39Globalement, le sentiment identitaire que l’on trouve dans les régions (le terme « régions » correspond aux « nations » en Grande-Bretagne et aux « communautés autonomes » en Espagne) est beaucoup plus élevé en Grande-Bretagne qu’en Espagne, exception faite du Pays basque et de la Catalogne. À mon avis, cela peut s’expliquer par la longue tradition de reconnaissance des nations galloise, écossaise et anglaise en tant que groupes constitutifs de la Grande-Bretagne et du fait que l’identité anglaise ait historiquement été assimilée à l’identité britannique. Pendant longtemps, les Écossais et, dans une moindre mesure, les Gallois ont eu la possibilité de cultiver leur propre identité nationale et d’avoir une grande influence dans le vaste empire britannique. En Espagne, les tentatives infructueuses d’assimilation des Basques et des Catalans sont plutôt liées à une longue histoire d’oppression marquée par des efforts visant à annihiler leur culture spécifique, leur langue et leur identité par le démembrement de leurs institutions autonomes. Les souvenirs encore récents d’exclusion et de répression dirigées contre la Catalogne comme dernier bastion, avec Madrid, de la résistance aux troupes franquistes et, par-dessus tout, contre les demandes nationales des Catalans et des Basques ont contribué à nourrir chez eux un fort sentiment identitaire qu’on ne rencontre pas dans les autres communautés autonomes.

40On atteint des pourcentages similaires d’individus s’identifiant « uniquement » à leur État (la Grande-Bretagne et l’Espagne) et d’individus qui s’identifient à leur État avant leur région. Ce sont les Anglais qui manifestent le sentiment identitaire dualiste le plus prononcé, une situation qui s’explique par le lien historique entre l’Angleterre et la Grande-Bretagne.
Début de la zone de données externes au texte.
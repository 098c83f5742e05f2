//! Field validation helpers for account data.

use crate::error::{AuthError, Result};

/// Maximum length of a display name, in characters.
pub const MAX_NAME_LEN: usize = 100;

/// Minimum length of an account password, in characters.
pub const MIN_PASSWORD_LEN: usize = 4;

/// Validate email address format.
///
/// This performs basic RFC 5322 validation:
/// - Must contain exactly one `@`
/// - Must have non-empty local and domain parts
/// - Length must be between 3 and 255 characters
///
/// # Examples
///
/// ```
/// use sps_auth::utils::is_valid_email;
///
/// assert!(is_valid_email("admin@sps.com"));
/// assert!(is_valid_email("user+tag@subdomain.example.com"));
/// assert!(!is_valid_email("invalid"));
/// assert!(!is_valid_email("@example.com"));
/// assert!(!is_valid_email("user@"));
/// ```
#[must_use]
pub fn is_valid_email(email: &str) -> bool {
    if email.len() < 3 || email.len() > 255 {
        return false;
    }

    let Some((local, domain)) = email.split_once('@') else {
        return false;
    };

    if local.is_empty() || domain.is_empty() || domain.contains('@') {
        return false;
    }

    // Domain must contain at least one dot
    if !domain.contains('.') {
        return false;
    }

    let valid_local_chars = |c: char| {
        c.is_alphanumeric() || c == '.' || c == '-' || c == '+' || c == '_'
    };

    let valid_domain_chars = |c: char| c.is_alphanumeric() || c == '.' || c == '-';

    if !local.chars().all(valid_local_chars) || !domain.chars().all(valid_domain_chars) {
        return false;
    }

    // Domain parts between dots must be non-empty
    domain.split('.').all(|part| !part.is_empty())
}

/// Check a display name: 1 to [`MAX_NAME_LEN`] characters, not blank.
///
/// # Errors
///
/// Returns [`AuthError::Validation`] describing the violated rule.
pub fn validate_name(name: &str) -> Result<()> {
    if name.trim().is_empty() {
        return Err(AuthError::Validation("name is required".to_string()));
    }
    if name.chars().count() > MAX_NAME_LEN {
        return Err(AuthError::Validation(format!(
            "name must be at most {MAX_NAME_LEN} characters"
        )));
    }
    Ok(())
}

/// Check an email with [`is_valid_email`].
///
/// # Errors
///
/// Returns [`AuthError::Validation`] if the address is malformed.
pub fn validate_email(email: &str) -> Result<()> {
    if is_valid_email(email) {
        Ok(())
    } else {
        Err(AuthError::Validation("email is invalid".to_string()))
    }
}

/// Check a password: at least [`MIN_PASSWORD_LEN`] characters.
///
/// # Errors
///
/// Returns [`AuthError::Validation`] if the password is too short.
pub fn validate_password(password: &str) -> Result<()> {
    if password.chars().count() < MIN_PASSWORD_LEN {
        return Err(AuthError::Validation(format!(
            "password must be at least {MIN_PASSWORD_LEN} characters"
        )));
    }
    Ok(())
}
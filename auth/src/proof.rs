//! Nonce generation and proof-of-knowledge checks.
//!
//! A proof is `HMAC-SHA256(key = secret, message = nonce)`, hex-encoded.
//! The client computes it locally so the secret never crosses the wire.

use crate::error::{AuthError, Result};
use hmac::{Hmac, Mac};
use rand::RngCore;
use sha2::Sha256;

type HmacSha256 = Hmac<Sha256>;

/// Nonce size in bytes (128 bits of entropy).
pub const NONCE_BYTES: usize = 16;

/// Length of a hex-encoded proof (256-bit digest).
pub const PROOF_HEX_LEN: usize = 64;

/// Generate a fresh nonce from the OS CSPRNG, lowercase hex.
#[must_use]
pub fn generate_nonce() -> String {
    let mut bytes = [0u8; NONCE_BYTES];
    rand::rngs::OsRng.fill_bytes(&mut bytes);
    hex::encode(bytes)
}

/// Returns `true` if `proof` is exactly [`PROOF_HEX_LEN`] hex digits.
///
/// Either case is accepted.
///
/// # Examples
///
/// ```
/// use sps_auth::proof::is_well_formed_proof;
///
/// assert!(is_well_formed_proof(&"aB".repeat(32)));
/// assert!(!is_well_formed_proof("abc"));
/// assert!(!is_well_formed_proof(&"zz".repeat(32)));
/// ```
#[must_use]
pub fn is_well_formed_proof(proof: &str) -> bool {
    proof.len() == PROOF_HEX_LEN && proof.bytes().all(|b| b.is_ascii_hexdigit())
}

fn keyed(secret: &str) -> Result<HmacSha256> {
    <HmacSha256 as Mac>::new_from_slice(secret.as_bytes())
        .map_err(|e| AuthError::Internal(format!("Invalid proof key: {e}")))
}

/// Compute the proof the server expects for `secret` and `nonce`.
///
/// # Errors
///
/// Returns `AuthError::Internal` if the secret cannot key the MAC.
pub fn expected_proof(secret: &str, nonce: &str) -> Result<String> {
    let mut mac = keyed(secret)?;
    mac.update(nonce.as_bytes());
    Ok(hex::encode(mac.finalize().into_bytes()))
}

/// Check a submitted proof against `secret` and `nonce` in constant time.
///
/// Malformed hex or a digest of the wrong length is a mismatch.
#[must_use]
pub fn verify_proof(secret: &str, nonce: &str, proof_hex: &str) -> bool {
    let Ok(submitted) = hex::decode(proof_hex) else {
        return false;
    };

    let Ok(mut mac) = keyed(secret) else {
        return false;
    };
    mac.update(nonce.as_bytes());
    mac.verify_slice(&submitted).is_ok()
}
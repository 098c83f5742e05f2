//! In-memory challenge table.
//!
//! Lives for the lifetime of the process and is shared by handle between the
//! issuer and the verifier. Entries are never reaped in the background: an
//! unredeemed challenge stays until the principal asks for a new one or
//! redeems it.

use crate::error::{AuthError, Result};
use crate::providers::{Challenge, ChallengeStore};
use std::collections::HashMap;
use std::sync::{Arc, Mutex};

/// Process-local challenge store.
///
/// Clones share the same table.
#[derive(Debug, Clone, Default)]
pub struct InMemoryChallengeStore {
    challenges: Arc<Mutex<HashMap<String, Challenge>>>,
}

impl InMemoryChallengeStore {
    /// Create an empty challenge table.
    #[must_use]
    pub fn new() -> Self {
        Self::default()
    }

    /// Number of outstanding challenges, expired ones included.
    ///
    /// # Errors
    ///
    /// Returns error if the table lock is poisoned.
    pub fn len(&self) -> Result<usize> {
        Ok(self.lock()?.len())
    }

    /// Returns `true` if no challenge is outstanding.
    ///
    /// # Errors
    ///
    /// Returns error if the table lock is poisoned.
    pub fn is_empty(&self) -> Result<bool> {
        Ok(self.lock()?.is_empty())
    }

    fn lock(&self) -> Result<std::sync::MutexGuard<'_, HashMap<String, Challenge>>> {
        self.challenges
            .lock()
            .map_err(|_| AuthError::Internal("challenge table lock poisoned".into()))
    }
}

impl ChallengeStore for InMemoryChallengeStore {
    async fn store_challenge(&self, principal: &str, challenge: Challenge) -> Result<()> {
        let replaced = self.lock()?.insert(principal.to_string(), challenge).is_some();

        if replaced {
            tracing::debug!(principal = %principal, "Replaced unredeemed challenge");
        }

        Ok(())
    }

    async fn take_challenge(&self, principal: &str) -> Result<Option<Challenge>> {
        // Single remove under the lock: at most one caller gets the entry.
        Ok(self.lock()?.remove(principal))
    }
}
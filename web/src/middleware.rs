//! Axum middleware for request tracking and abuse protection.
//!
//! - **Correlation ID tracking**: extract or generate an id per request,
//!   attach it to the request span and echo it on the response
//! - **Rate limiting**: request budget per client address on the
//!   authentication routes
//!
//! # Example
//!
//! ```ignore
//! use axum::Router;
//! use sps_web::middleware::{correlation_id_layer, rate_limit};
//!
//! let auth = Router::new()
//!     .route("/auth/login", post(login::<U>))
//!     .route_layer(axum::middleware::from_fn_with_state(state.clone(), rate_limit::<U>));
//!
//! let app = Router::new().merge(auth).layer(correlation_id_layer());
//! ```

use crate::error::AppError;
use crate::extractors::ClientIp;
use crate::state::AppState;
use axum::{
    extract::{Request, State},
    http::HeaderValue,
    middleware::Next,
    response::Response,
};
use sps_auth::providers::{RateLimiter, UserRepository};
use std::task::{Context, Poll};
use tower::{Layer, Service};
use tracing::Instrument;
use uuid::Uuid;

/// Header name for correlation ID.
pub const CORRELATION_ID_HEADER: &str = "X-Correlation-ID";

/// Create a layer that adds correlation ID tracking to all requests.
#[must_use]
pub const fn correlation_id_layer() -> CorrelationIdLayer {
    CorrelationIdLayer
}

/// Layer for correlation ID tracking.
#[derive(Clone, Debug)]
pub struct CorrelationIdLayer;

impl<S> Layer<S> for CorrelationIdLayer {
    type Service = CorrelationIdMiddleware<S>;

    fn layer(&self, inner: S) -> Self::Service {
        CorrelationIdMiddleware { inner }
    }
}

/// Middleware service for correlation ID tracking.
#[derive(Clone, Debug)]
pub struct CorrelationIdMiddleware<S> {
    inner: S,
}

impl<S> Service<Request> for CorrelationIdMiddleware<S>
where
    S: Service<Request, Response = Response> + Send + 'static,
    S::Future: Send + 'static,
{
    type Response = S::Response;
    type Error = S::Error;
    type Future = std::pin::Pin<
        Box<dyn std::future::Future<Output = Result<Self::Response, Self::Error>> + Send>,
    >;

    fn poll_ready(&mut self, cx: &mut Context<'_>) -> Poll<Result<(), Self::Error>> {
        self.inner.poll_ready(cx)
    }

    fn call(&mut self, mut req: Request) -> Self::Future {
        let correlation_id = req
            .headers()
            .get(CORRELATION_ID_HEADER)
            .and_then(|v| v.to_str().ok())
            .and_then(|s| Uuid::parse_str(s).ok())
            .unwrap_or_else(Uuid::new_v4);

        req.extensions_mut().insert(correlation_id);

        let span = tracing::info_span!(
            "http_request",
            correlation_id = %correlation_id,
            method = %req.method(),
            path = %req.uri().path(),
        );

        let fut = self.inner.call(req);

        Box::pin(async move {
            let mut response = fut.instrument(span).await?;

            if let Ok(header_value) = HeaderValue::from_str(&correlation_id.to_string()) {
                response
                    .headers_mut()
                    .insert(CORRELATION_ID_HEADER, header_value);
            }

            Ok(response)
        })
    }
}

/// Reject clients that exceed the configured request budget.
///
/// The budget is counted per client address (see [`ClientIp`]) and is
/// shared by every route this middleware wraps.
///
/// # Errors
///
/// Returns 429 with `Retry-After` once the budget is spent.
pub async fn rate_limit<U>(
    State(state): State<AppState<U>>,
    ClientIp(ip): ClientIp,
    request: Request,
    next: Next,
) -> Result<Response, AppError>
where
    U: UserRepository + 'static,
{
    state.rate_limiter.check_and_record(ip).await?;

    Ok(next.run(request).await)
}

#[cfg(test)]
#[allow(clippy::unwrap_used, clippy::expect_used)]
mod tests {
    use super::*;
    use crate::extractors::CorrelationId;
    use axum::{Router, body::Body, http::Request, routing::get};
    use tower::ServiceExt;

    #[tokio::test]
    async fn test_correlation_id_generated_if_missing() {
        let app = Router::new()
            .route("/test", get(|| async { "ok" }))
            .layer(correlation_id_layer());

        let request = Request::builder().uri("/test").body(Body::empty()).unwrap();

        let response = app.oneshot(request).await.unwrap();

        let correlation_id = response
            .headers()
            .get(CORRELATION_ID_HEADER)
            .expect("Correlation ID header should be present");

        assert!(Uuid::parse_str(correlation_id.to_str().unwrap()).is_ok());
    }

    #[tokio::test]
    async fn test_correlation_id_preserved_from_request() {
        let app = Router::new()
            .route("/test", get(|| async { "ok" }))
            .layer(correlation_id_layer());

        let request_uuid = Uuid::new_v4();
        let request = Request::builder()
            .uri("/test")
            .header(CORRELATION_ID_HEADER, request_uuid.to_string())
            .body(Body::empty())
            .unwrap();

        let response = app.oneshot(request).await.unwrap();

        let response_id = response
            .headers()
            .get(CORRELATION_ID_HEADER)
            .expect("Correlation ID header should be present")
            .to_str()
            .unwrap();

        assert_eq!(response_id, request_uuid.to_string());
    }

    #[tokio::test]
    async fn test_handler_sees_middleware_id() {
        async fn handler(CorrelationId(id): CorrelationId) -> String {
            id.to_string()
        }

        let app = Router::new()
            .route("/test", get(handler))
            .layer(correlation_id_layer());

        let response = app
            .oneshot(Request::builder().uri("/test").body(Body::empty()).unwrap())
            .await
            .unwrap();

        let echoed = response.headers()[CORRELATION_ID_HEADER]
            .to_str()
            .unwrap()
            .to_string();
        let body = axum::body::to_bytes(response.into_body(), usize::MAX)
            .await
            .unwrap();

        assert_eq!(body, echoed.as_bytes());
    }

    #[tokio::test]
    async fn test_invalid_uuid_generates_new() {
        let app = Router::new()
            .route("/test", get(|| async { "ok" }))
            .layer(correlation_id_layer());

        let request = Request::builder()
            .uri("/test")
            .header(CORRELATION_ID_HEADER, "not-a-uuid")
            .body(Body::empty())
            .unwrap();

        let response = app.oneshot(request).await.unwrap();

        let uuid_str = response
            .headers()
            .get(CORRELATION_ID_HEADER)
            .expect("Correlation ID header should be present")
            .to_str()
            .unwrap();

        assert!(Uuid::parse_str(uuid_str).is_ok());
        assert_ne!(uuid_str, "not-a-uuid");
    }
}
41En d’autres termes, je soutiens que la dévolution tend à renforcer les identités régionales préexistantes et favorise l’émergence de nouvelles identités qui n’existaient pas auparavant. Elle fait également la promotion du développement d’identités doubles – régionale et nationale – évoquées dans ce texte. Dans les cas espagnol et britannique, il existe aussi une autre couche identitaire formée par l’appartenance à l’Union européenne qui n’a cependant pas été prise en compte dans ce texte.

La dévolution favorise-t-elle la séparation ?

  • 34  M. Keating, « Asymmetrical Government : Multi-National States in an Integrating Europe », Publius  (...)

42La plupart des États occidentaux ont mis en place une forme ou une autre de dévolution. Cela dit, le raisonnement derrière cet arrangement institutionnel varie selon le cas et son application est également propre à chaque pays. Des considérations géographiques, économiques, administratives, culturelles et historiques entrent en ligne de compte lorsque les États décident de procéder de la sorte34.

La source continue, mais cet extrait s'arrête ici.